The task calls for each line of the records below in which the word "PartialEq" appears.

*** Opening of DATA ***

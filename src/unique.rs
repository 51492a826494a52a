//! Detection of component names defined in more than one spec file.
//!
//! Component maps of many documents are folded into one [`OriginMap`] per
//! component type. The first document that defines a name (with a
//! non-reference value) owns it; every later definition is reported as a
//! [`DuplicateComponent`]. Pure `$ref` entries neither count as duplicates
//! nor claim a name.

use std::collections::BTreeMap;
use std::path::{Path, PathBuf};

use futures::future::join_all;
use serde::Serialize;
use serde_json::Value;
use tracing::warn;

use crate::error::{DuplicateComponent, LoadError};
use crate::loader::DocumentLoader;
use crate::types::{component_entries, is_reference};

/// Component type → name → identifier of the first defining document.
#[derive(Debug, Clone, Default, PartialEq, Eq, Serialize)]
pub struct OriginMap {
    origins: BTreeMap<String, BTreeMap<String, String>>,
}

impl OriginMap {
    pub fn new() -> Self {
        Self::default()
    }

    /// Record the components of `doc`, returning the duplicates it introduced.
    ///
    /// Existing entries are never overwritten.
    pub fn add_components(&mut self, origin: &str, doc: &Value) -> Vec<DuplicateComponent> {
        let mut duplicates = Vec::new();

        for (kind, name, value) in component_entries(doc) {
            if is_reference(value) {
                continue;
            }
            let bucket = self.origins.entry(kind.to_string()).or_default();
            match bucket.get(name) {
                Some(first) => duplicates.push(DuplicateComponent {
                    name: name.to_string(),
                    component_type: kind.to_string(),
                    first_origin: first.clone(),
                    this_origin: origin.to_string(),
                }),
                None => {
                    bucket.insert(name.to_string(), origin.to_string());
                }
            }
        }

        duplicates
    }

    /// The document that first defined `name` under `component_type`.
    pub fn origin(&self, component_type: &str, name: &str) -> Option<&str> {
        self.origins
            .get(component_type)?
            .get(name)
            .map(String::as_str)
    }

    /// Number of claimed names across all component types.
    pub fn len(&self) -> usize {
        self.origins.values().map(BTreeMap::len).sum()
    }

    pub fn is_empty(&self) -> bool {
        self.len() == 0
    }
}

/// Outcome of a uniqueness scan.
#[derive(Debug, Default)]
pub struct UniquenessReport {
    pub origins: OriginMap,
    pub duplicates: Vec<DuplicateComponent>,
    /// Documents that could not be loaded; the scan continued without them.
    pub failures: Vec<(String, LoadError)>,
}

impl UniquenessReport {
    pub fn duplicate_count(&self) -> usize {
        self.duplicates.len()
    }

    /// Duplicates plus unreadable documents.
    pub fn problem_count(&self) -> usize {
        self.duplicates.len() + self.failures.len()
    }

    pub fn is_ok(&self) -> bool {
        self.problem_count() == 0
    }
}

/// Fold already-loaded documents, in the order given.
pub fn check_uniqueness<'a, I>(docs: I) -> UniquenessReport
where
    I: IntoIterator<Item = (&'a str, &'a Value)>,
{
    let mut report = UniquenessReport::default();
    for (origin, doc) in docs {
        let found = report.origins.add_components(origin, doc);
        for dup in &found {
            warn!("{}", dup);
        }
        report.duplicates.extend(found);
    }
    report
}

/// Load every identifier concurrently, then fold them in the order given.
///
/// A document that fails to load is recorded in `failures` and skipped.
pub async fn check_uniqueness_of(loader: &DocumentLoader, ids: &[String]) -> UniquenessReport {
    let loads = join_all(ids.iter().map(|id| loader.load(id))).await;

    let mut loaded = Vec::new();
    let mut failures = Vec::new();
    for (id, result) in ids.iter().zip(loads) {
        match result {
            Ok(doc) => loaded.push((id.as_str(), doc)),
            Err(e) => {
                warn!(file = %id, error = %e, "skipping unreadable spec file");
                failures.push((id.clone(), e));
            }
        }
    }

    let mut report = check_uniqueness(loaded.iter().map(|(id, doc)| (*id, doc.as_ref())));
    report.failures = failures;
    report
}

/// JSON files directly inside `dir`, sorted, minus any whose file name is in
/// `exclude`.
pub fn collect_spec_files(dir: &Path, exclude: &[String]) -> std::io::Result<Vec<PathBuf>> {
    let mut files = Vec::new();
    for entry in std::fs::read_dir(dir)? {
        let path = entry?.path();
        if !path.is_file() || path.extension().map(|e| e != "json").unwrap_or(true) {
            continue;
        }
        let excluded = path
            .file_name()
            .and_then(|n| n.to_str())
            .map(|n| exclude.iter().any(|x| x == n))
            .unwrap_or(false);
        if !excluded {
            files.push(path);
        }
    }
    files.sort();
    Ok(files)
}
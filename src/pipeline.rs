//! Load → harvest → merge → dereference for a single document.

use serde_json::Value;
use tracing::debug;

use crate::deref::deref_all;
use crate::error::{ResolveError, ValidateError};
use crate::harvest::harvest_external_refs;
use crate::loader::DocumentLoader;
use crate::merge::merge_external;
use crate::types::DerefOptions;
use crate::validator::check_version;

/// Produce the fully expanded form of the document behind `id`.
///
/// # Errors
///
/// Fails if `id` or any file it references cannot be loaded, or (under
/// `DanglingPolicy::Fail`) if a reference target does not exist.
pub async fn resolve_document(
    loader: &DocumentLoader,
    id: &str,
    options: &DerefOptions,
) -> Result<Value, ResolveError> {
    let doc = loader.load(id).await?;
    let refs = harvest_external_refs(&doc);
    debug!(id, external = refs.len(), "harvested external references");

    let merged = merge_external(loader, id, (*doc).clone(), &refs).await?;
    deref_all(&merged, options)
}

/// Like [`resolve_document`], but first checks `info.version` against
/// `expected_version` and fails before any resolution work on mismatch.
pub async fn resolve_checked(
    loader: &DocumentLoader,
    id: &str,
    options: &DerefOptions,
    expected_version: Option<&str>,
) -> Result<Value, ValidateError> {
    if let Some(expected) = expected_version {
        let doc = loader.load(id).await.map_err(ResolveError::from)?;
        check_version(&doc, expected)?;
    }
    Ok(resolve_document(loader, id, options).await?)
}
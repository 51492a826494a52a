//! Discovery of references that point into other documents.

use std::collections::BTreeSet;

use serde_json::Value;

use crate::types::{component_entries, join_identifier, ref_target, ExternalRef, REF_KEY};

/// A component entry whose whole value is an external reference.
#[derive(Debug, Clone, PartialEq, Eq)]
pub struct HarvestedRef {
    pub component_type: String,
    pub name: String,
    pub target: ExternalRef,
}

/// Find component entries that are references into other files.
///
/// Only direct entries of each `components.<type>` bucket are examined.
/// Internal targets (`#/...`) are left to the dereferencer. Results are in
/// document order.
pub fn harvest_external_refs(doc: &Value) -> Vec<HarvestedRef> {
    component_entries(doc)
        .filter_map(|(kind, name, value)| {
            let target = ExternalRef::parse(ref_target(value)?)?;
            Some(HarvestedRef {
                component_type: kind.to_string(),
                name: name.to_string(),
                target,
            })
        })
        .collect()
}

/// Every external `$ref` anywhere in `value`, with the JSON Pointer of the
/// node holding it.
pub fn collect_external_refs(value: &Value) -> Vec<(String, ExternalRef)> {
    let mut found = Vec::new();
    collect_inner(value, "", &mut found);
    found
}

fn collect_inner(value: &Value, path: &str, found: &mut Vec<(String, ExternalRef)>) {
    match value {
        Value::Object(map) => {
            if let Some(target) = map.get(REF_KEY).and_then(Value::as_str) {
                if let Some(external) = ExternalRef::parse(target) {
                    found.push((path.to_string(), external));
                }
            }
            for (key, child) in map {
                let child_path = format!("{}/{}", path, escape_token(key));
                collect_inner(child, &child_path, found);
            }
        }
        Value::Array(arr) => {
            for (i, item) in arr.iter().enumerate() {
                let child_path = format!("{}/{}", path, i);
                collect_inner(item, &child_path, found);
            }
        }
        _ => {}
    }
}

/// Distinct file identifiers targeted by `refs`, resolved against `base_id`.
///
/// Sorted lexicographically; this is the merge order.
pub fn target_files<'a>(
    base_id: &str,
    refs: impl IntoIterator<Item = &'a ExternalRef>,
) -> BTreeSet<String> {
    refs.into_iter()
        .map(|r| join_identifier(base_id, &r.file))
        .collect()
}

/// Escape a key for use as a JSON Pointer token (RFC 6901).
pub(crate) fn escape_token(key: &str) -> String {
    key.replace('~', "~0").replace('/', "~1")
}
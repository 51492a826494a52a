//! OpenRPC reference tooling
//!
//! Resolves `$ref` pointers across a set of OpenRPC / JSON-Schema documents
//! split over several files.
//!
//! This library merges externally referenced components into a host
//! document, expands every reference without looping on recursive schemas,
//! checks that component names are unique across files, and splices
//! resolved fragments into Markdown through comment directives.
//!
//! # Example
//!
//! ```
//! use openrpc_refs::{resolve_document, DerefOptions, DocumentLoader, MemorySource};
//! use serde_json::json;
//!
//! # #[tokio::main(flavor = "current_thread")]
//! # async fn main() {
//! let source = MemorySource::new()
//!     .with_json("api.json", &json!({
//!         "info": { "version": "0.1.0" },
//!         "components": {
//!             "schemas": {
//!                 "FELT": { "$ref": "./common.json#/components/schemas/FELT" }
//!             }
//!         }
//!     }))
//!     .with_json("common.json", &json!({
//!         "components": { "schemas": { "FELT": { "type": "string" } } }
//!     }));
//!
//! let loader = DocumentLoader::new(source);
//! let doc = resolve_document(&loader, "api.json", &DerefOptions::new()).await.unwrap();
//! assert_eq!(doc["components"]["schemas"]["FELT"], json!({ "type": "string" }));
//! # }
//! ```
//!
//! # Embedding directives
//!
//! A Markdown comment of the form
//! ```text
//! <!-- example:api.json:/components/schemas/FELT -->
//! ```
//! is replaced by the compact JSON of the addressed fragment. The file
//! field may be omitted (`<!-- example:/components/schemas/FELT -->`), in
//! which case the default spec file is used.

mod deref;
mod embed;
mod error;
mod harvest;
mod loader;
mod merge;
mod pipeline;
mod types;
mod unique;
mod validator;

pub use deref::{deref_all, deref_with_cache, ResolutionCache};
pub use embed::{
    find_directives, parse_directive_body, Directive, DirectiveKind, EmbedOutcome,
    EmbeddingResolver,
};
pub use error::{
    DuplicateComponent, EmbedError, LoadError, ResolveError, SchemaError, ValidateError,
};
pub use harvest::{collect_external_refs, harvest_external_refs, target_files, HarvestedRef};
pub use loader::{
    format_document, is_url, load_document_str, navigate_fragment, AutoSource, ContentSource,
    DocumentLoader, FileSource, MemorySource,
};
pub use merge::{merge_components, merge_external};
pub use pipeline::{resolve_checked, resolve_document};
pub use types::{
    join_identifier, normalize_identifier, DanglingPolicy, DerefOptions, ExternalRef,
};
pub use unique::{
    check_uniqueness, check_uniqueness_of, collect_spec_files, OriginMap, UniquenessReport,
};
pub use validator::{
    check_version, document_meta_schema, document_version, read_manifest_version,
    validate_document,
};

#[cfg(feature = "remote")]
pub use loader::HttpSource;
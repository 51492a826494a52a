//! Document validation: version gate and meta-schema check.

use std::path::Path;

use serde_json::{json, Value};

use crate::error::{LoadError, ResolveError, SchemaError, ValidateError};
use crate::loader::load_document_str;

/// Minimal shape every spec document must have.
///
/// Used when no full meta-schema is supplied.
pub fn document_meta_schema() -> Value {
    json!({
        "$schema": "https://json-schema.org/draft/2020-12/schema",
        "type": "object",
        "required": ["info", "components"],
        "properties": {
            "info": {
                "type": "object",
                "required": ["version"],
                "properties": { "version": { "type": "string" } }
            },
            "methods": { "type": "array" },
            "components": {
                "type": "object",
                "additionalProperties": { "type": "object" }
            }
        }
    })
}

/// Validate a resolved document against a meta-schema.
///
/// # Errors
///
/// Returns `ValidateError::InvalidMetaSchema` if `meta_schema` does not
/// compile, or `ValidateError::Invalid` listing every violation.
pub fn validate_document(meta_schema: &Value, doc: &Value) -> Result<(), ValidateError> {
    let validator =
        jsonschema::validator_for(meta_schema).map_err(|e| ValidateError::InvalidMetaSchema {
            message: e.to_string(),
        })?;

    let errors: Vec<SchemaError> = validator
        .iter_errors(doc)
        .map(|e| SchemaError {
            path: e.instance_path.to_string(),
            message: e.to_string(),
        })
        .collect();

    if errors.is_empty() {
        Ok(())
    } else {
        Err(ValidateError::Invalid { errors })
    }
}

/// The document's `info.version`, if it is a string.
pub fn document_version(doc: &Value) -> Option<&str> {
    doc.get("info")?.get("version")?.as_str()
}

/// Compare `info.version` with the version the manifest expects.
pub fn check_version(doc: &Value, expected: &str) -> Result<(), ValidateError> {
    let actual = document_version(doc).ok_or(ValidateError::MissingVersion)?;
    if actual == expected {
        Ok(())
    } else {
        Err(ValidateError::VersionMismatch {
            expected: expected.to_string(),
            actual: actual.to_string(),
        })
    }
}

/// Read the `version` field of a JSON manifest (package.json style).
pub fn read_manifest_version(path: &Path) -> Result<String, ValidateError> {
    let id = path.display().to_string();
    let content = std::fs::read_to_string(path).map_err(|source| {
        let err = if source.kind() == std::io::ErrorKind::NotFound {
            LoadError::NotFound { id: id.clone() }
        } else {
            LoadError::ReadError {
                id: id.clone(),
                source,
            }
        };
        ResolveError::from(err)
    })?;

    let manifest = load_document_str(&id, &content).map_err(ResolveError::from)?;
    manifest
        .get("version")
        .and_then(Value::as_str)
        .map(str::to_string)
        .ok_or_else(|| ValidateError::InvalidManifest {
            path: id,
            message: "missing string field \"version\"".to_string(),
        })
}
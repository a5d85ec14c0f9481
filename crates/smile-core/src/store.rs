//! Flat key-value slot storage.
//!
//! The mirror persists exactly one slot (the remaining-compliments pool), so
//! the surface is deliberately tiny: read a named slot as text, write it,
//! delete it. The daemon provides a SQLite-backed implementation;
//! [`MemoryStore`] backs the unit tests.

use std::collections::HashMap;
use thiserror::Error;

#[derive(Error, Debug)]
pub enum StoreError {
    #[error("slot store backend: {0}")]
    Backend(String),
}

/// A flat key-value store of named text slots. No transactions, no expiry.
pub trait SlotStore {
    /// Read a slot, `None` if it has never been written (or was deleted).
    fn read(&self, slot: &str) -> Result<Option<String>, StoreError>;
    fn write(&mut self, slot: &str, value: &str) -> Result<(), StoreError>;
    fn delete(&mut self, slot: &str) -> Result<(), StoreError>;
}

/// In-memory slot store for tests and headless runs.
#[derive(Debug, Default)]
pub struct MemoryStore {
    slots: HashMap<String, String>,
}

impl MemoryStore {
    pub fn new() -> Self {
        Self::default()
    }
}

impl SlotStore for MemoryStore {
    fn read(&self, slot: &str) -> Result<Option<String>, StoreError> {
        Ok(self.slots.get(slot).cloned())
    }

    fn write(&mut self, slot: &str, value: &str) -> Result<(), StoreError> {
        self.slots.insert(slot.to_string(), value.to_string());
        Ok(())
    }

    fn delete(&mut self, slot: &str) -> Result<(), StoreError> {
        self.slots.remove(slot);
        Ok(())
    }
}
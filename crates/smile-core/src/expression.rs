//! FER+ expression classifier via ONNX Runtime.
//!
//! Takes a face crop, resizes to the 64x64 FER+ input, and softmaxes the
//! 8-class emotion head into confidences in [0, 1].

use crate::detector::resize_bilinear;
use crate::types::{ExpressionScores, FaceBox};
use ndarray::Array4;
use ort::session::Session;
use ort::value::TensorRef;
use std::path::Path;
use thiserror::Error;

// --- Named constants (different from UltraFace!) ---
const FERPLUS_INPUT_SIZE: usize = 64;
const FERPLUS_CLASSES: usize = 8;
/// FER+ works best with some context around the detector's tight face box.
const FERPLUS_CROP_MARGIN: f32 = 0.2;

#[derive(Error, Debug)]
pub enum ExpressionError {
    #[error("model file not found: {0}")]
    ModelNotFound(String),
    #[error("inference failed: {0}")]
    InferenceFailed(String),
    #[error("face box lies outside the frame")]
    CropOutOfBounds,
    #[error("ort: {0}")]
    Ort(#[from] ort::Error),
}

/// FER+-based expression classifier.
pub struct ExpressionNet {
    session: Session,
}

impl ExpressionNet {
    /// Load the FER+ ONNX model from the given path.
    pub fn load(model_path: &str) -> Result<Self, ExpressionError> {
        if !Path::new(model_path).exists() {
            return Err(ExpressionError::ModelNotFound(model_path.to_string()));
        }

        let session = Session::builder()?
            .with_intra_threads(2)?
            .commit_from_file(model_path)?;

        tracing::info!(
            path = model_path,
            inputs = ?session.inputs().iter().map(|i| (i.name(), i.dtype())).collect::<Vec<_>>(),
            outputs = ?session.outputs().iter().map(|o| o.name()).collect::<Vec<_>>(),
            "loaded FER+ model"
        );

        Ok(Self { session })
    }

    /// Classify the expression of a detected face in a grayscale frame.
    pub fn classify(
        &mut self,
        frame: &[u8],
        width: u32,
        height: u32,
        face: &FaceBox,
    ) -> Result<ExpressionScores, ExpressionError> {
        let crop = crop_face(frame, width as usize, height as usize, face)
            .ok_or(ExpressionError::CropOutOfBounds)?;

        let input = Self::preprocess(&crop.data, crop.width, crop.height);

        let outputs = self
            .session
            .run(ort::inputs![TensorRef::from_array_view(input.view())?])?;

        let (_, raw) = outputs[0]
            .try_extract_tensor::<f32>()
            .map_err(|e| ExpressionError::InferenceFailed(format!("emotion head: {e}")))?;

        if raw.len() != FERPLUS_CLASSES {
            return Err(ExpressionError::InferenceFailed(format!(
                "expected {FERPLUS_CLASSES} emotion logits, got {}",
                raw.len()
            )));
        }

        let mut logits = [0.0f32; FERPLUS_CLASSES];
        logits.copy_from_slice(raw);
        Ok(ExpressionScores::from_slice(&softmax(&logits)))
    }

    /// Resize a face crop to 64x64 and lay it out as a NCHW float tensor.
    /// FER+ takes raw 0–255 pixel values; no mean/std normalization.
    fn preprocess(crop: &[u8], crop_w: usize, crop_h: usize) -> Array4<f32> {
        let size = FERPLUS_INPUT_SIZE;
        let resized = resize_bilinear(crop, crop_w, crop_h, size, size);

        let mut tensor = Array4::<f32>::zeros((1, 1, size, size));
        for y in 0..size {
            for x in 0..size {
                tensor[[0, 0, y, x]] = resized[y * size + x] as f32;
            }
        }
        tensor
    }
}

struct FaceCrop {
    data: Vec<u8>,
    width: usize,
    height: usize,
}

/// Cut the face region (with margin) out of the frame, clamped to frame
/// bounds. Returns `None` when the clamped region has no area.
fn crop_face(frame: &[u8], width: usize, height: usize, face: &FaceBox) -> Option<FaceCrop> {
    let margin_x = face.width * FERPLUS_CROP_MARGIN;
    let margin_y = face.height * FERPLUS_CROP_MARGIN;

    let x0 = ((face.x - margin_x).floor().max(0.0)) as usize;
    let y0 = ((face.y - margin_y).floor().max(0.0)) as usize;
    let x1 = ((face.x + face.width + margin_x).ceil() as usize).min(width);
    let y1 = ((face.y + face.height + margin_y).ceil() as usize).min(height);

    if x1 <= x0 || y1 <= y0 || frame.len() < width * height {
        return None;
    }

    let crop_w = x1 - x0;
    let crop_h = y1 - y0;
    let mut data = Vec::with_capacity(crop_w * crop_h);
    for y in y0..y1 {
        data.extend_from_slice(&frame[y * width + x0..y * width + x1]);
    }

    Some(FaceCrop {
        data,
        width: crop_w,
        height: crop_h,
    })
}

/// Numerically stable softmax over the 8 emotion logits.
fn softmax(logits: &[f32; FERPLUS_CLASSES]) -> [f32; FERPLUS_CLASSES] {
    let max = logits.iter().cloned().fold(f32::NEG_INFINITY, f32::max);
    let mut exps = [0.0f32; FERPLUS_CLASSES];
    let mut sum = 0.0f32;
    for (e, &l) in exps.iter_mut().zip(logits.iter()) {
        *e = (l - max).exp();
        sum += *e;
    }
    for e in exps.iter_mut() {
        *e /= sum;
    }
    exps
}

#[cfg(test)]
mod tests {
    use super::*;

    #[test]
    fn test_softmax_sums_to_one() {
        let out = softmax(&[2.0, 1.0, 0.1, -1.0, 0.0, 3.0, -2.0, 0.5]);
        let sum: f32 = out.iter().sum();
        assert!((sum - 1.0).abs() < 1e-5);
        assert!(out.iter().all(|&p| (0.0..=1.0).contains(&p)));
    }

    #[test]
    fn test_softmax_preserves_order() {
        let out = softmax(&[5.0, 1.0, 0.0, 0.0, 0.0, 0.0, 0.0, 0.0]);
        assert!(out[0] > out[1]);
        assert!(out[1] > out[2]);
    }

    #[test]
    fn test_softmax_large_logits_stable() {
        let out = softmax(&[1000.0, 999.0, 0.0, 0.0, 0.0, 0.0, 0.0, 0.0]);
        assert!(out.iter().all(|p| p.is_finite()));
        assert!((out.iter().sum::<f32>() - 1.0).abs() < 1e-5);
    }

    #[test]
    fn test_preprocess_output_shape() {
        let crop = vec![128u8; 100 * 80];
        let tensor = ExpressionNet::preprocess(&crop, 100, 80);
        assert_eq!(tensor.shape(), &[1, 1, FERPLUS_INPUT_SIZE, FERPLUS_INPUT_SIZE]);
        // Raw pixel values pass through unscaled.
        assert!((tensor[[0, 0, 0, 0]] - 128.0).abs() < 1e-6);
    }

    #[test]
    fn test_crop_clamps_to_frame() {
        let frame = vec![10u8; 100 * 100];
        // Box with margin extending past the top-left corner.
        let face = FaceBox {
            x: 0.0,
            y: 0.0,
            width: 50.0,
            height: 50.0,
            confidence: 0.9,
        };
        let crop = crop_face(&frame, 100, 100, &face).unwrap();
        assert!(crop.width <= 100 && crop.height <= 100);
        assert_eq!(crop.data.len(), crop.width * crop.height);
    }

    #[test]
    fn test_crop_outside_frame() {
        let frame = vec![0u8; 100 * 100];
        let face = FaceBox {
            x: 500.0,
            y: 500.0,
            width: 50.0,
            height: 50.0,
            confidence: 0.9,
        };
        assert!(crop_face(&frame, 100, 100, &face).is_none());
    }
}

*** Close of DATA ***

RESPONSE TO THIS TASK:
#[derive(Debug, Clone, Default, PartialEq, Eq, Serialize)]
#[derive(Debug, Clone, PartialEq, Eq)]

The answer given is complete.